Staff Software Engineer, ML Training

Stack AV
Pittsburgh, PA Remote Full Time
POSTED ON 3/6/2025
AVAILABLE BEFORE 5/5/2025

About the Role:

The ML Training Team’s core mandate is training models as fast as possible for the company. The team’s main focus is ensuring our models have 100% gpu utilization and can scale linearly from 8 gpus -> 256 gpus.

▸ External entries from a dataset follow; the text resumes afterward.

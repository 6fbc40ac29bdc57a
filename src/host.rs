mod array;
mod list;

pub use array::{ArrayMut, SyncArray};
pub use list::{ListMut, MirrorList, Record};

use crate::codec::MirrorSource;
use crate::element::{ArrayElement, Element, ElementType};
use crate::events::{EventQueue, HostEvent, Listener, Notification};
use bevy_ecs::prelude::*;
use std::collections::HashMap;
use std::fmt;

// ---------- Identities ----------
#[derive(Clone, Copy, Debug, PartialEq, Eq, PartialOrd, Ord, Hash)]
pub struct ArrayId(u64);

impl ArrayId {
    pub fn from_raw(raw: u64) -> Self {
        Self(raw)
    }

    pub fn raw(&self) -> u64 {
        self.0
    }
}

impl fmt::Display for ArrayId {
    fn fmt(&self, f: &mut fmt::Formatter<'_>) -> fmt::Result {
        write!(f, "A{}", self.0)
    }
}

#[derive(Clone, Copy, Debug, PartialEq, Eq, PartialOrd, Ord, Hash)]
pub struct ListId(u64);

impl ListId {
    pub fn from_raw(raw: u64) -> Self {
        Self(raw)
    }

    pub fn raw(&self) -> u64 {
        self.0
    }
}

impl fmt::Display for ListId {
    fn fmt(&self, f: &mut fmt::Formatter<'_>) -> fmt::Result {
        write!(f, "L{}", self.0)
    }
}

/// Identity of a record within its list.
#[derive(Clone, Copy, Debug, PartialEq, Eq, PartialOrd, Ord, Hash)]
pub struct RecordId(u64);

impl RecordId {
    pub fn raw(&self) -> u64 {
        self.0
    }
}

#[derive(Clone, Copy, Debug, PartialEq, Eq, PartialOrd, Ord, Hash)]
pub struct UserId(u32);

impl UserId {
    pub fn new(raw: u32) -> Self {
        Self(raw)
    }

    pub fn raw(&self) -> u32 {
        self.0
    }
}

// ---------- Components ----------
#[derive(Component, Clone, Debug)]
pub struct ObjectName(pub String);
#[derive(Component, Clone, Copy)]
pub struct Parent(pub Entity);
#[derive(Component, Default)]
pub struct Children(pub Vec<Entity>);
/// Excluded from saves.
#[derive(Component, Clone, Copy, Default)]
pub struct NonPersistent;

// ---------- World container ----------
/// Host side of the mirror: scene objects, arrays and mirror lists, plus the queue every
/// change notification goes through.
pub struct EditorWorld {
    pub objects: World,
    arrays: HashMap<ArrayId, SyncArray>,
    lists: HashMap<ListId, MirrorList>,
    queue: EventQueue,
    next_id: u64,
    assets_root: Entity,
}

impl Default for EditorWorld {
    fn default() -> Self {
        Self::new()
    }
}

impl EditorWorld {
    pub fn new() -> Self {
        let mut objects = World::new();
        let assets_root =
            objects.spawn((ObjectName("Assets".to_string()), Children::default())).id();
        Self {
            objects,
            arrays: HashMap::new(),
            lists: HashMap::new(),
            queue: EventQueue::default(),
            next_id: 1,
            assets_root,
        }
    }

    /// Parent of every proxy container.
    pub fn assets_root(&self) -> Entity {
        self.assets_root
    }

    pub fn spawn_object(&mut self, name: impl Into<String>) -> Entity {
        self.objects.spawn((ObjectName(name.into()), Children::default())).id()
    }

    pub fn spawn_child(&mut self, parent: Entity, name: impl Into<String>) -> Entity {
        let child =
            self.objects.spawn((ObjectName(name.into()), Children::default(), Parent(parent))).id();
        if let Some(mut children) = self.objects.get_mut::<Children>(parent) {
            children.0.push(child);
        }
        child
    }

    pub fn object_exists(&self, object: Entity) -> bool {
        self.objects.get::<ObjectName>(object).is_some()
    }

    pub fn object_name(&self, object: Entity) -> Option<&str> {
        self.objects.get::<ObjectName>(object).map(|name| name.0.as_str())
    }

    pub fn children_of(&self, object: Entity) -> &[Entity] {
        self.objects.get::<Children>(object).map(|children| children.0.as_slice()).unwrap_or(&[])
    }

    /// Despawns `object` and its descendants, dropping the arrays they own. Returns how many
    /// objects were destroyed.
    pub fn destroy_object(&mut self, object: Entity) -> usize {
        if !self.object_exists(object) {
            return 0;
        }
        if let Some(parent) = self.objects.get::<Parent>(object).map(|parent| parent.0) {
            if let Some(mut children) = self.objects.get_mut::<Children>(parent) {
                children.0.retain(|child| *child != object);
            }
        }
        let mut stack = vec![object];
        let mut doomed = Vec::new();
        while let Some(entity) = stack.pop() {
            if let Some(children) = self.objects.get::<Children>(entity) {
                stack.extend(children.0.iter().copied());
            }
            doomed.push(entity);
        }
        for entity in &doomed {
            self.arrays.retain(|_, array| array.owner() != *entity);
            self.objects.despawn(*entity);
            self.queue.push(Notification {
                event: HostEvent::ObjectDestroyed { object: *entity },
                listener: Listener::Lifecycle,
            });
        }
        doomed.len()
    }

    pub fn disconnect_user(&mut self, user: UserId) {
        let event = HostEvent::UserLeft { user };
        self.queue.push(Notification { event, listener: Listener::Lifecycle });
    }

    // ---------- Arrays ----------
    pub fn create_array(
        &mut self,
        owner: Entity,
        name: impl Into<String>,
        element_type: ElementType,
        elements: Vec<Element>,
    ) -> ArrayId {
        let id = ArrayId(self.next_raw());
        self.arrays.insert(id, SyncArray::new(id, name.into(), owner, element_type, elements));
        id
    }

    pub fn create_typed_array<T, I>(
        &mut self,
        owner: Entity,
        name: impl Into<String>,
        values: I,
    ) -> ArrayId
    where
        T: ArrayElement,
        I: IntoIterator<Item = T>,
    {
        let elements = values.into_iter().map(ArrayElement::into_element).collect();
        self.create_array(owner, name, T::element_type(), elements)
    }

    pub fn array(&self, id: ArrayId) -> Option<&SyncArray> {
        self.arrays.get(&id)
    }

    pub fn array_mut(&mut self, id: ArrayId) -> Option<ArrayMut<'_>> {
        let array = self.arrays.get_mut(&id)?;
        Some(ArrayMut::new(array, &mut self.queue))
    }

    pub fn arrays_owned_by(&self, owner: Entity) -> Vec<ArrayId> {
        let mut ids: Vec<ArrayId> = self
            .arrays
            .values()
            .filter(|array| array.owner() == owner)
            .map(SyncArray::id)
            .collect();
        ids.sort();
        ids
    }

    // ---------- Mirror lists ----------
    pub fn create_list(&mut self, source: MirrorSource) -> ListId {
        let id = ListId(self.next_raw());
        self.lists.insert(id, MirrorList::new(id, source));
        id
    }

    pub fn list(&self, id: ListId) -> Option<&MirrorList> {
        self.lists.get(&id)
    }

    pub fn list_mut(&mut self, id: ListId) -> Option<ListMut<'_>> {
        let list = self.lists.get_mut(&id)?;
        Some(ListMut::new(list, &mut self.queue))
    }

    pub fn remove_list(&mut self, id: ListId) -> Option<MirrorList> {
        self.lists.remove(&id)
    }

    pub fn list_count(&self) -> usize {
        self.lists.len()
    }

    // ---------- Notifications ----------
    pub fn pending_notifications(&self) -> usize {
        self.queue.len()
    }

    pub fn pop_notification(&mut self) -> Option<Notification> {
        self.queue.pop()
    }

    pub fn take_notifications(&mut self) -> Vec<Notification> {
        self.queue.drain()
    }

    fn next_raw(&mut self) -> u64 {
        let raw = self.next_id;
        self.next_id += 1;
        raw
    }
}

#[cfg(test)]
mod tests {
    use super::*;
    use crate::value::ValueType;

    #[test]
    fn destroying_a_parent_takes_children_and_their_arrays() {
        let mut world = EditorWorld::new();
        let root = world.spawn_object("Root");
        let child = world.spawn_child(root, "Mesh");
        let array = world.create_typed_array(child, "Weights", [1.0_f32, 2.0]);
        world.take_notifications();

        assert_eq!(world.destroy_object(root), 2);
        assert!(world.array(array).is_none());
        assert!(!world.object_exists(child));
        let destroyed: Vec<_> = world
            .take_notifications()
            .into_iter()
            .filter_map(|n| match n.event {
                HostEvent::ObjectDestroyed { object } => Some(object),
                _ => None,
            })
            .collect();
        assert_eq!(destroyed.len(), 2);
        assert!(destroyed.contains(&root) && destroyed.contains(&child));
    }

    #[test]
    fn destroying_a_child_detaches_it_from_its_parent() {
        let mut world = EditorWorld::new();
        let root = world.spawn_object("Root");
        let child = world.spawn_child(root, "Child");
        world.destroy_object(child);
        assert!(world.children_of(root).is_empty());
        assert_eq!(world.destroy_object(child), 0, "second destroy is a no-op");
    }

    #[test]
    fn typed_arrays_carry_their_element_type() {
        let mut world = EditorWorld::new();
        let owner = world.spawn_object("Owner");
        let id = world.create_typed_array(owner, "Ints", [1_i32, 2, 3]);
        let array = world.array(id).expect("array");
        assert_eq!(array.count(), 3);
        assert_eq!(array.element_type().value_type, Some(ValueType::Int));
        assert_eq!(world.arrays_owned_by(owner), vec![id]);
    }
}
/// Which side a propagated write originated from.
#[derive(Clone, Copy, Debug, PartialEq, Eq, Hash)]
pub enum Direction {
    /// Array resync writing into the mirror list.
    ArrayToList,
    /// Mirror list edit writing into the array.
    ListToArray,
}

impl Direction {
    fn bit(self) -> u8 {
        match self {
            Direction::ArrayToList => 0b01,
            Direction::ListToArray => 0b10,
        }
    }
}

#[derive(Clone, Copy, Debug, PartialEq, Eq)]
pub enum GateState {
    Idle,
    Propagating { directions: u8, release_tick: u64 },
}

/// Reentrancy guard shared by every proxy session of one editing host.
///
/// A suppressed direction stays suppressed for the remainder of the tick that set it; the
/// release happens when the next tick begins, never inside the write that set it.
#[derive(Debug)]
pub struct SuppressionGate {
    state: GateState,
    tick: u64,
}

impl Default for SuppressionGate {
    fn default() -> Self {
        Self { state: GateState::Idle, tick: 0 }
    }
}

impl SuppressionGate {
    pub fn state(&self) -> GateState {
        self.state
    }

    pub fn tick(&self) -> u64 {
        self.tick
    }

    pub fn begin_tick(&mut self, tick: u64) {
        self.tick = tick;
        if let GateState::Propagating { release_tick, .. } = self.state {
            if tick >= release_tick {
                self.state = GateState::Idle;
            }
        }
    }

    pub fn with_suppressed<R>(&mut self, direction: Direction, action: impl FnOnce() -> R) -> R {
        let release_tick = self.tick + 1;
        let directions = match self.state {
            GateState::Propagating { directions, .. } => directions | direction.bit(),
            GateState::Idle => direction.bit(),
        };
        self.state = GateState::Propagating { directions, release_tick };
        action()
    }

    pub fn is_suppressed(&self, direction: Direction) -> bool {
        match self.state {
            GateState::Propagating { directions, .. } => directions & direction.bit() != 0,
            GateState::Idle => false,
        }
    }

    pub fn is_idle(&self) -> bool {
        self.state == GateState::Idle
    }
}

We also invest in tooling to empower our MLEs, by building profiling/debugging tools, setting up efficiency monitoring and integrating our trainer into our experiment management system.

Responsibilities: 

  • Setup efficiency monitoring for all our training jobs to identify models that need improvement
  • Work with customer teams to benchmark/profile their jobs and make improvements
  • Create standardized APIs for stack-wide abstractions like training datasets, bulk inference jobs, evaluation metrics
  • Optimize dataloaders / training data formats to ensure high gpu utilization
  • Optimize distributed training configurations (network topologies, sharding strategies, pipelines, etc).

Qualifications: 

  • Experience: 5 years as a SWE, ideally building infrastructure/customer facing product, experience in AV or robotics is also great.
  •  Ideal Skills: 
    • Experience with both ML Platforms and building ML-based applications (bonus point if you have modeling experience).
    • Experience building scalable, reliable infra at a fast-paced environment.
    • Experience building or using ML infra built for a large number of customer teams.
    • A deep understanding of design tradeoffs and ability to articulate those tradeoffs and work with others on getting alignment.
    • Experience with building ML models or ML infra in the domains of autonomous vehicles, perception, and decision making (desirable but not required).
    • Experience with model training, model optimization, or large data processing pipelines.
    • Machine Learning Expertise is preferred but not necessary.
    • Knows how to push the GPU to its limit from Python to CUDA kernel level.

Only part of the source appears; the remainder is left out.